2,3,7,8-tetrachlorodibenzo-p-dioxin regulates bovine herpesvirus type 1 induced apoptosis by modulating Bcl-2 family members.

Exposure to environmental contaminants, like 2,3,7,8-tetrachlorodibenzo-p-dioxin (TCDD), leads to an increased susceptibility to infectious agents. Infection of bovine cells (MDBK) with Bovine Herpesvirus 1 (BHV-1) anticipates virus-induced apoptosis, suggesting an involvement of TCDD in virus infection. Herein we analyzed the effects of TCDD on apoptotic pathway in MDBK cells infected with BHV-1. After 12 h of infection, TCDD induced a significant increase in apoptotic cells. TCDD caused a dose-dependent up-regulation and anticipated activation of caspases 3, 8 and 9, with respect to unexposed groups.
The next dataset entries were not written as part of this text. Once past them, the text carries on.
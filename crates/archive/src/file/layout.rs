//! Directory layout of a paged file archive.
//!
//! ```text
//! <root>/
//!   <code>_20261016/
//!     table.meta
//!     page_0000.dat
//!     page_0001.dat
//!   <code>_20261017/
//!   <code>_20261017_bak1792238400/   (backup of an incompatible table)
//! ```
//!
//! Table directory names are fixed-width and sort by date.

use crate::error::Result;
use chrono::NaiveDate;
use std::fs;
use std::io;
use std::path::{Path, PathBuf};

/// Name of the table metadata file.
pub const TABLE_META_FILE: &str = "table.meta";

/// Extension of page files.
pub const PAGE_FILE_EXTENSION: &str = "dat";

const DATE_FORMAT: &str = "%Y%m%d";
const DATE_WIDTH: usize = 8;

/// Paths of an archive's daily tables.
///
/// # Examples
/// ```rust,ignore
/// use alopex_archive::file::TableLayout;
///
/// let layout = TableLayout::new("/data/arc/Min", "Min");
/// let meta = layout.meta_path(date);
/// let page = layout.page_path(date, 0);
/// ```
#[derive(Debug, Clone, PartialEq, Eq)]
pub struct TableLayout {
    root: PathBuf,
    code: String,
}

impl TableLayout {
    /// Creates a layout rooted at `root` for the archive `code`.
    pub fn new(root: impl AsRef<Path>, code: impl Into<String>) -> Self {
        Self {
            root: root.as_ref().to_path_buf(),
            code: code.into(),
        }
    }

    /// Archive root directory.
    pub fn root(&self) -> &Path {
        &self.root
    }

    /// Archive code.
    pub fn code(&self) -> &str {
        &self.code
    }

    /// Builds a table directory name using `{code}_{yyyymmdd}`.
    pub fn table_dir_name(&self, date: NaiveDate) -> String {
        format!("{}_{}", self.code, date.format(DATE_FORMAT))
    }

    /// Directory of the table for the date.
    pub fn table_dir(&self, date: NaiveDate) -> PathBuf {
        self.root.join(self.table_dir_name(date))
    }

    /// Metadata file of the table for the date.
    pub fn meta_path(&self, date: NaiveDate) -> PathBuf {
        self.table_dir(date).join(TABLE_META_FILE)
    }

    /// Builds a page file name using `page_{number:04}.dat`.
    pub fn page_file_name(page_number: u32) -> String {
        format!("page_{page_number:04}.{PAGE_FILE_EXTENSION}")
    }

    /// Page file of the table for the date.
    pub fn page_path(&self, date: NaiveDate, page_number: u32) -> PathBuf {
        self.table_dir(date).join(Self::page_file_name(page_number))
    }

    /// Backup directory for the table, tagged with `stamp` and, for repeated
    /// backups within the same stamp, a sequence number above zero.
    ///
    /// Backups keep the date prefix so retention sweeps them with their date.
    pub fn backup_dir(&self, date: NaiveDate, stamp: i64, seq: u32) -> PathBuf {
        let name = match seq {
            0 => format!("{}_bak{}", self.table_dir_name(date), stamp),
            _ => format!("{}_bak{}_{}", self.table_dir_name(date), stamp, seq),
        };
        self.root.join(name)
    }

    /// Parses the date of a table or backup directory name.
    ///
    /// Returns `None` for names that do not belong to this archive.
    pub fn parse_table_date(&self, dir_name: &str) -> Option<NaiveDate> {
        let rest = dir_name.strip_prefix(self.code.as_str())?.strip_prefix('_')?;
        if rest.len() < DATE_WIDTH || !rest.is_char_boundary(DATE_WIDTH) {
            return None;
        }
        let (digits, suffix) = rest.split_at(DATE_WIDTH);
        if !digits.bytes().all(|b| b.is_ascii_digit()) {
            return None;
        }
        if !suffix.is_empty() && !suffix.starts_with("_bak") {
            return None;
        }
        NaiveDate::parse_from_str(digits, DATE_FORMAT).ok()
    }

    /// Lists table and backup directories with their dates, sorted by name.
    pub fn list_table_dirs(&self) -> Result<Vec<(NaiveDate, PathBuf)>> {
        let entries = match fs::read_dir(&self.root) {
            Ok(entries) => entries,
            Err(err) if err.kind() == io::ErrorKind::NotFound => return Ok(Vec::new()),
            Err(err) => return Err(err.into()),
        };

        let mut dirs = Vec::new();
        for entry in entries {
            let entry = entry?;
            if !entry.file_type()?.is_dir() {
                continue;
            }
            let name = entry.file_name();
            let Some(name) = name.to_str() else {
                continue;
            };
            if let Some(date) = self.parse_table_date(name) {
                dirs.push((date, entry.path()));
            }
        }
        dirs.sort_by(|a, b| a.1.cmp(&b.1));
        Ok(dirs)
    }
}

#[cfg(test)]
mod tests {
    use super::*;
    use tempfile::TempDir;

    fn date(y: i32, m: u32, d: u32) -> NaiveDate {
        NaiveDate::from_ymd_opt(y, m, d).unwrap()
    }

    #[test]
    fn test_table_paths() {
        let layout = TableLayout::new("/data/Min", "Min");
        assert_eq!(
            layout.table_dir(date(2026, 3, 7)),
            PathBuf::from("/data/Min/Min_20260307")
        );
        assert_eq!(
            layout.page_path(date(2026, 3, 7), 2),
            PathBuf::from("/data/Min/Min_20260307/page_0002.dat")
        );
        assert_eq!(
            layout.meta_path(date(2026, 3, 7)),
            PathBuf::from("/data/Min/Min_20260307/table.meta")
        );
    }

    #[test]
    fn test_backup_dir_sequence() {
        let layout = TableLayout::new("/data/Min", "Min");
        assert_eq!(
            layout.backup_dir(date(2026, 3, 7), 42, 0),
            PathBuf::from("/data/Min/Min_20260307_bak42")
        );
        assert_eq!(
            layout.backup_dir(date(2026, 3, 7), 42, 1),
            PathBuf::from("/data/Min/Min_20260307_bak42_1")
        );
    }

    #[test]
    fn test_parse_table_date() {
        let layout = TableLayout::new("/data/Min", "Min");
        assert_eq!(layout.parse_table_date("Min_20261017"), Some(date(2026, 10, 17)));
        assert_eq!(
            layout.parse_table_date("Min_20261017_bak1792238400"),
            Some(date(2026, 10, 17))
        );
        assert_eq!(
            layout.parse_table_date("Min_20261017_bak1792238400_2"),
            Some(date(2026, 10, 17))
        );
        assert_eq!(layout.parse_table_date("Hour_20261017"), None);
        assert_eq!(layout.parse_table_date("Min_2026101"), None);
        assert_eq!(layout.parse_table_date("Min_20261317"), None);
        assert_eq!(layout.parse_table_date("Min_20261017x"), None);
    }

    #[test]
    fn test_list_table_dirs() {
        let temp_dir = TempDir::new().unwrap();
        let layout = TableLayout::new(temp_dir.path(), "Min");
        fs::create_dir_all(layout.table_dir(date(2026, 10, 17))).unwrap();
        fs::create_dir_all(layout.table_dir(date(2026, 10, 16))).unwrap();
        fs::create_dir_all(layout.backup_dir(date(2026, 10, 16), 42, 0)).unwrap();
        fs::create_dir_all(temp_dir.path().join("other")).unwrap();
        fs::write(temp_dir.path().join("Min_20261015"), b"not a dir").unwrap();

        let dirs = layout.list_table_dirs().unwrap();
        let dates: Vec<NaiveDate> = dirs.iter().map(|(d, _)| *d).collect();
        assert_eq!(
            dates,
            vec![date(2026, 10, 16), date(2026, 10, 16), date(2026, 10, 17)]
        );
    }

    #[test]
    fn test_list_missing_root() {
        let temp_dir = TempDir::new().unwrap();
        let layout = TableLayout::new(temp_dir.path().join("absent"), "Min");
        assert!(layout.list_table_dirs().unwrap().is_empty());
    }
}
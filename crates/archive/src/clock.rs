//! Time sources consumed by the archives.

use crate::data::Timestamp;
use chrono::{Duration, Utc};
use parking_lot::Mutex;
use std::fmt;

/// Source of the current time.
pub trait Clock: Send + Sync + fmt::Debug {
    /// Returns the current UTC time.
    fn now(&self) -> Timestamp;
}

/// Wall clock.
#[derive(Debug, Clone, Copy, Default)]
pub struct SystemClock;

impl Clock for SystemClock {
    fn now(&self) -> Timestamp {
        Utc::now()
    }
}

/// Manually driven clock for tests and replays.
#[derive(Debug)]
pub struct ManualClock {
    now: Mutex<Timestamp>,
}

impl ManualClock {
    /// Creates a clock stopped at `now`.
    pub fn new(now: Timestamp) -> Self {
        Self {
            now: Mutex::new(now),
        }
    }

    /// Moves the clock to `now`.
    pub fn set(&self, now: Timestamp) {
        *self.now.lock() = now;
    }

    /// Moves the clock forward.
    pub fn advance(&self, by: Duration) {
        let mut now = self.now.lock();
        *now += by;
    }
}

impl Clock for ManualClock {
    fn now(&self) -> Timestamp {
        *self.now.lock()
    }
}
TCDD anticipated cleavage of PARP, compared to controls. Furthermore TCDD increased Bax and Bid levels, and decreased Bcl-2 and Bcl-XL levels. Such events took place earlier in exposed than unexposed cells. These results showed that TCDD influences BHV-1 induced apoptosis through members of Bcl-2 family and up-regulating activation of caspases.